L'UE contre les condamnations à mort dans l'affaire Khasoggi

L'Union européenne s'oppose à la peine de mort prononcée par un tribunal saoudien contre les personnes accusées d'avoir tué le journaliste saoudien Jamal Khashoggi. Le procureur de l'Arabie saoudite a déclaré le 23 décembre que cinq personnes avaient été condamnées à mort pour le meurtre de Khashogg. Son meurtre s'est produit à la fin de 2018 au consulat d'Arabie [...]
Le procureur de l'Arabie saoudite a déclaré le 23 décembre que cinq personnes avaient été condamnées à mort pour le meurtre de Khashogg.
Son assassinat, fin 2018 au consulat saoudien d'Istanbul, a suscité des réactions internationales.
L'Union européenne est sans équivoque contre la peine de mort en tout temps et sans exception”, a déclaré Peter Stano, porte-parole de l'UE en matière de politique étrangère.
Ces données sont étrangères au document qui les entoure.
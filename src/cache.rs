//! Query result store and the read-modify-write cycle used by reconciliation
//!
//! Reconciliation reads the entry for a query, transforms it and writes it
//! back. The cycle is not transactional: two reconciliations racing on the
//! same key are not serialized beyond the store's own per-call locking, so the
//! later write wins.

use std::collections::HashMap;
use std::sync::{Arc, PoisonError, RwLock};

use serde_json::Value;
use tracing::debug;

use crate::types::Variables;
use crate::RelayError;

/// Cache key: query document plus the exact variables it ran with
#[derive(Debug, Clone, PartialEq, Eq, Hash)]
pub struct CacheKey {
    pub query: String,
    pub variables: String,
}

impl CacheKey {
    pub fn new(query: impl Into<String>, variables: &Variables) -> Self {
        // the map is key-ordered, so the serialization is canonical
        let variables = Value::Object(variables.clone()).to_string();
        Self {
            query: query.into(),
            variables,
        }
    }
}

/// Store of cached query results
pub trait CacheStore: Send + Sync {
    /// Read the cached result for a key
    fn get(&self, key: &CacheKey) -> Option<Value>;

    /// Write the result for a key, replacing any previous value
    fn set(&self, key: &CacheKey, value: Value);
}

impl<C: CacheStore + ?Sized> CacheStore for Arc<C> {
    fn get(&self, key: &CacheKey) -> Option<Value> {
        (**self).get(key)
    }

    fn set(&self, key: &CacheKey, value: Value) {
        (**self).set(key, value)
    }
}

impl<C: CacheStore + ?Sized> CacheStore for &C {
    fn get(&self, key: &CacheKey) -> Option<Value> {
        (**self).get(key)
    }

    fn set(&self, key: &CacheKey, value: Value) {
        (**self).set(key, value)
    }
}

/// In-memory result cache
#[derive(Debug, Default)]
pub struct InMemoryCache {
    entries: RwLock<HashMap<CacheKey, Value>>,
}

impl InMemoryCache {
    pub fn new() -> Self {
        Self::default()
    }

    /// Remove an entry, returning it if present
    pub fn evict(&self, key: &CacheKey) -> Option<Value> {
        self.entries
            .write()
            .unwrap_or_else(PoisonError::into_inner)
            .remove(key)
    }

    /// Clear the cache
    pub fn clear(&self) {
        self.entries
            .write()
            .unwrap_or_else(PoisonError::into_inner)
            .clear();
    }

    pub fn len(&self) -> usize {
        self.entries
            .read()
            .unwrap_or_else(PoisonError::into_inner)
            .len()
    }

    pub fn is_empty(&self) -> bool {
        self.len() == 0
    }
}

impl CacheStore for InMemoryCache {
    fn get(&self, key: &CacheKey) -> Option<Value> {
        self.entries
            .read()
            .unwrap_or_else(PoisonError::into_inner)
            .get(key)
            .cloned()
    }

    fn set(&self, key: &CacheKey, value: Value) {
        self.entries
            .write()
            .unwrap_or_else(PoisonError::into_inner)
            .insert(key.clone(), value);
    }
}

/// Read the entry for `key`, transform it and write it back.
///
/// A missing entry is a [`RelayError::CacheMiss`] when `strict`, otherwise the
/// update is skipped. Nothing is written when the transform fails.
pub fn update<C, F>(cache: &C, key: &CacheKey, strict: bool, transform: F) -> crate::Result<()>
where
    C: CacheStore + ?Sized,
    F: FnOnce(Value) -> crate::Result<Value>,
{
    let Some(previous) = cache.get(key) else {
        if strict {
            return Err(RelayError::CacheMiss(key.query.clone()));
        }
        debug!(query = %key.query, variables = %key.variables, "no cached result, skipping update");
        return Ok(());
    };

    let next = transform(previous)?;
    cache.set(key, next);
    Ok(())
}
//! Offset and cursor pagination state
//!
//! A pagination state lives as long as the list that owns it. It computes the
//! variables for the initial and incremental fetches and is told about every
//! result through [`Pagination::record_fetch`].

use serde::{Deserialize, Serialize};
use serde_json::Value;

use crate::relay::CursorCodec;
use crate::types::{PageInfo, Variables};
use crate::RelayError;

/// How a list advances through its pages
#[derive(Debug, Clone, Copy, Default, PartialEq, Eq, Serialize, Deserialize)]
#[serde(rename_all = "lowercase")]
pub enum PaginationMode {
    /// Pages accumulate into a single list (infinite scroll)
    #[default]
    Fetch,
    /// One page is shown at a time; the caller drives `page`
    Paged,
}

/// Pagination options
#[derive(Debug, Clone, PartialEq, Eq, Serialize, Deserialize)]
#[serde(default, rename_all = "camelCase")]
pub struct PaginationOptions {
    pub page: usize,
    pub page_size: usize,
    pub mode: PaginationMode,
}

impl PaginationOptions {
    /// Validate pagination options
    pub fn validate(&self) -> crate::Result<()> {
        if self.page == 0 {
            return Err(RelayError::PaginationError(
                "'page' must be at least 1".to_string(),
            ));
        }

        if self.page_size == 0 {
            return Err(RelayError::PaginationError(
                "'pageSize' must be at least 1".to_string(),
            ));
        }

        Ok(())
    }
}

impl Default for PaginationOptions {
    fn default() -> Self {
        Self {
            page: 1,
            page_size: 30,
            mode: PaginationMode::Fetch,
        }
    }
}

/// Pagination variables sent with a query
#[derive(Debug, Clone, Default, PartialEq, Eq, Serialize, Deserialize)]
pub struct PaginationVariables {
    #[serde(skip_serializing_if = "Option::is_none")]
    pub first: Option<usize>,
    #[serde(skip_serializing_if = "Option::is_none")]
    pub offset: Option<usize>,
    #[serde(skip_serializing_if = "Option::is_none")]
    pub after: Option<String>,
}

impl PaginationVariables {
    /// Convert into a variables map, skipping unset fields
    pub fn into_variables(self) -> Variables {
        let mut variables = Variables::new();
        if let Some(first) = self.first {
            variables.insert("first".to_string(), Value::from(first));
        }
        if let Some(offset) = self.offset {
            variables.insert("offset".to_string(), Value::from(offset));
        }
        if let Some(after) = self.after {
            variables.insert("after".to_string(), Value::String(after));
        }
        variables
    }
}

/// Pagination state shared by the offset and cursor strategies
pub trait Pagination: Send {
    fn mode(&self) -> PaginationMode;

    /// Current page; `0` means nothing has been fetched yet
    fn page(&self) -> usize;

    fn page_size(&self) -> usize;

    /// Number of items currently materialized
    fn count(&self) -> usize;

    /// Total number of items on the server, as reported by the last response
    fn total_count(&self) -> usize;

    /// Cursor page info, if the strategy tracks it
    fn page_info(&self) -> Option<&PageInfo> {
        None
    }

    /// Variables for the initial fetch
    fn variables(&self) -> PaginationVariables;

    /// Variables for the next incremental fetch
    fn incremental_variables(&self) -> PaginationVariables;

    /// Whether the server has items beyond those already fetched
    fn has_more(&self) -> bool;

    fn set_page(&mut self, page: usize);

    /// Record the counters of the latest result
    fn record_fetch(&mut self, total_count: usize, count: usize, page_info: Option<PageInfo>);

    /// Derive `page` from `count`. Only meaningful in fetch mode.
    fn recompute_page(&mut self);
}

/// Pagination based on `first`/`offset`
#[derive(Debug, Clone, PartialEq, Eq)]
pub struct OffsetPagination {
    mode: PaginationMode,
    page: usize,
    page_size: usize,
    count: usize,
    total_count: usize,
}

impl OffsetPagination {
    pub fn new(options: PaginationOptions) -> crate::Result<Self> {
        options.validate()?;
        Ok(Self {
            mode: options.mode,
            page: options.page,
            page_size: options.page_size,
            count: 0,
            total_count: 0,
        })
    }

    fn page_offset(&self) -> usize {
        self.page.saturating_sub(1).saturating_mul(self.page_size)
    }
}

impl Default for OffsetPagination {
    fn default() -> Self {
        let options = PaginationOptions::default();
        Self {
            mode: options.mode,
            page: options.page,
            page_size: options.page_size,
            count: 0,
            total_count: 0,
        }
    }
}

impl Pagination for OffsetPagination {
    fn mode(&self) -> PaginationMode {
        self.mode
    }

    fn page(&self) -> usize {
        self.page
    }

    fn page_size(&self) -> usize {
        self.page_size
    }

    fn count(&self) -> usize {
        self.count
    }

    fn total_count(&self) -> usize {
        self.total_count
    }

    fn variables(&self) -> PaginationVariables {
        let offset = match self.mode {
            PaginationMode::Fetch => 0,
            PaginationMode::Paged => self.page_offset(),
        };
        PaginationVariables {
            first: Some(self.page_size),
            offset: Some(offset),
            after: None,
        }
    }

    fn incremental_variables(&self) -> PaginationVariables {
        PaginationVariables {
            first: Some(self.page_size),
            offset: Some(self.page_offset()),
            after: None,
        }
    }

    fn has_more(&self) -> bool {
        self.page
            .checked_mul(self.page_size)
            .is_some_and(|fetched| fetched < self.total_count)
    }

    fn set_page(&mut self, page: usize) {
        self.page = page;
    }

    fn record_fetch(&mut self, total_count: usize, count: usize, _page_info: Option<PageInfo>) {
        self.total_count = total_count;
        self.count = count;
    }

    fn recompute_page(&mut self) {
        self.page = self.count.div_ceil(self.page_size);
    }
}

/// Pagination based on `first`/`after` cursors
#[derive(Debug, Clone, PartialEq, Eq, Default)]
pub struct CursorPagination {
    inner: OffsetPagination,
    page_info: PageInfo,
}

impl CursorPagination {
    pub fn new(options: PaginationOptions) -> crate::Result<Self> {
        Ok(Self {
            inner: OffsetPagination::new(options)?,
            page_info: PageInfo::default(),
        })
    }
}

impl Pagination for CursorPagination {
    fn mode(&self) -> PaginationMode {
        self.inner.mode()
    }

    fn page(&self) -> usize {
        self.inner.page()
    }

    fn page_size(&self) -> usize {
        self.inner.page_size()
    }

    fn count(&self) -> usize {
        self.inner.count()
    }

    fn total_count(&self) -> usize {
        self.inner.total_count()
    }

    fn page_info(&self) -> Option<&PageInfo> {
        Some(&self.page_info)
    }

    /// Cursor servers take no offset; the first page is just `first`.
    fn variables(&self) -> PaginationVariables {
        PaginationVariables {
            first: Some(self.inner.page_size()),
            offset: None,
            after: None,
        }
    }

    fn incremental_variables(&self) -> PaginationVariables {
        PaginationVariables {
            first: Some(self.inner.page_size()),
            offset: None,
            // nothing fetched yet: start from the beginning
            after: self.inner.count().checked_sub(1).map(CursorCodec::encode_offset),
        }
    }

    fn has_more(&self) -> bool {
        self.page_info.has_next()
    }

    fn set_page(&mut self, page: usize) {
        self.inner.set_page(page);
    }

    fn record_fetch(&mut self, total_count: usize, count: usize, page_info: Option<PageInfo>) {
        self.inner.record_fetch(total_count, count, None);
        if let Some(page_info) = page_info {
            self.page_info = page_info;
        }
    }

    fn recompute_page(&mut self) {
        self.inner.recompute_page();
    }
}

#[cfg(test)]
mod tests {
    use super::*;
    use serde_json::json;
    use tokio_test::assert_err;

    fn options(page: usize, page_size: usize, mode: PaginationMode) -> PaginationOptions {
        PaginationOptions {
            page,
            page_size,
            mode,
        }
    }

    #[test]
    fn test_defaults() {
        let pagination = OffsetPagination::default();
        assert_eq!(pagination.page(), 1);
        assert_eq!(pagination.page_size(), 30);
        assert_eq!(pagination.mode(), PaginationMode::Fetch);
        assert_eq!(pagination.count(), 0);
        assert_eq!(pagination.total_count(), 0);
    }

    #[test]
    fn test_options_validation() {
        assert_err!(OffsetPagination::new(options(0, 10, PaginationMode::Fetch)));
        assert_err!(CursorPagination::new(options(1, 0, PaginationMode::Fetch)));
    }

    #[test]
    fn test_options_from_config() {
        let parsed: PaginationOptions =
            serde_json::from_value(json!({ "pageSize": 5, "mode": "paged" })).unwrap();
        assert_eq!(parsed, options(1, 5, PaginationMode::Paged));
    }

    #[test]
    fn test_fetch_mode_variables_start_at_zero() {
        let mut pagination = OffsetPagination::new(options(3, 10, PaginationMode::Fetch)).unwrap();
        assert_eq!(pagination.variables().offset, Some(0));
        assert_eq!(pagination.variables().first, Some(10));

        pagination.set_page(4);
        assert_eq!(pagination.incremental_variables().offset, Some(30));
    }

    #[test]
    fn test_paged_mode_variables_follow_page() {
        let pagination = OffsetPagination::new(options(3, 10, PaginationMode::Paged)).unwrap();
        assert_eq!(
            Value::Object(pagination.variables().into_variables()),
            json!({ "first": 10, "offset": 20 })
        );
    }

    #[test]
    fn test_offset_has_more() {
        let mut pagination = OffsetPagination::new(options(1, 5, PaginationMode::Fetch)).unwrap();
        pagination.record_fetch(5, 5, None);
        assert!(!pagination.has_more());

        pagination.record_fetch(12, 5, None);
        assert!(pagination.has_more());
    }

    #[test]
    fn test_huge_page_saturates() {
        let mut pagination = OffsetPagination::new(options(1, 5, PaginationMode::Paged)).unwrap();
        pagination.record_fetch(12, 5, None);
        pagination.set_page(usize::MAX / 2);
        assert!(!pagination.has_more());
        assert_eq!(pagination.variables().offset, Some(usize::MAX));
        assert_eq!(pagination.incremental_variables().offset, Some(usize::MAX));
    }

    #[test]
    fn test_recompute_page() {
        let mut pagination = OffsetPagination::new(options(1, 5, PaginationMode::Fetch)).unwrap();
        pagination.record_fetch(7, 7, None);
        pagination.recompute_page();
        assert_eq!(pagination.page(), 2);

        pagination.record_fetch(7, 0, None);
        pagination.recompute_page();
        assert_eq!(pagination.page(), 0);
    }

    #[test]
    fn test_cursor_variables() {
        let mut pagination = CursorPagination::new(options(1, 10, PaginationMode::Fetch)).unwrap();
        assert_eq!(
            Value::Object(pagination.variables().into_variables()),
            json!({ "first": 10 })
        );
        assert_eq!(pagination.incremental_variables().after, None);

        pagination.record_fetch(40, 10, None);
        assert_eq!(
            pagination.incremental_variables().after,
            Some(CursorCodec::encode_offset(9))
        );
    }

    #[test]
    fn test_cursor_has_more_follows_page_info() {
        let mut pagination = CursorPagination::default();
        assert!(pagination.has_more());

        // counters alone never change has_more for cursors
        pagination.record_fetch(10, 10, None);
        assert!(pagination.has_more());

        pagination.record_fetch(
            10,
            10,
            Some(PageInfo {
                has_next_page: Some(false),
                ..PageInfo::default()
            }),
        );
        assert!(!pagination.has_more());
        assert_eq!(pagination.total_count(), 10);
    }
}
La peine de mort pour les humains est une condamnation cruelle et inhumaine, qui n'agit pas comme un prévenant et représente un déni inacceptable de la dignité et de l'intégrité humaines”, a déclaré la déclaration.
Les services de renseignement américains ont conclu que le prince héritier saoudien Mohammed bin Salman, le chef de facto du royaume, avait ordonné le meurtre du journaliste Khashoggi.
Riyad a accusé l'incident, des agents du renseignement saoudiens.
L'UE a également souligné la nécessité de poursuivre toutes les personnes impliquées dans le meurtre.
“Cela devrait être fondé sur les principes de transparence, de respect des procédures juridiques et du processus approprié”, a déclaré le porte-parole Stano.
Agnes Callamard, rapporteur spécial des Nations Unies pour les exécutions extrajudiciaires, a qualifié l'acte saoudien de” “fartes” qui n'a pas permis d'identifier “qui a provoqué et permis le meurtre, comme le prince héritier”.
Khashoggi a été vu pour la dernière fois le 2 octobre 2018, entrant dans le consulat saoudien à Istanbul, où il avait écrit pour obtenir des documents personnels. Son corps aurait été écrasé à l'intérieur du bâtiment. Ses os n'ont pas été retrouvés.
Il était un résident américain et chroniqueur du journal américain Washington Post. Khashogg était un critique du prince héritier en Arabie saoudite, Mohammed bin Salman.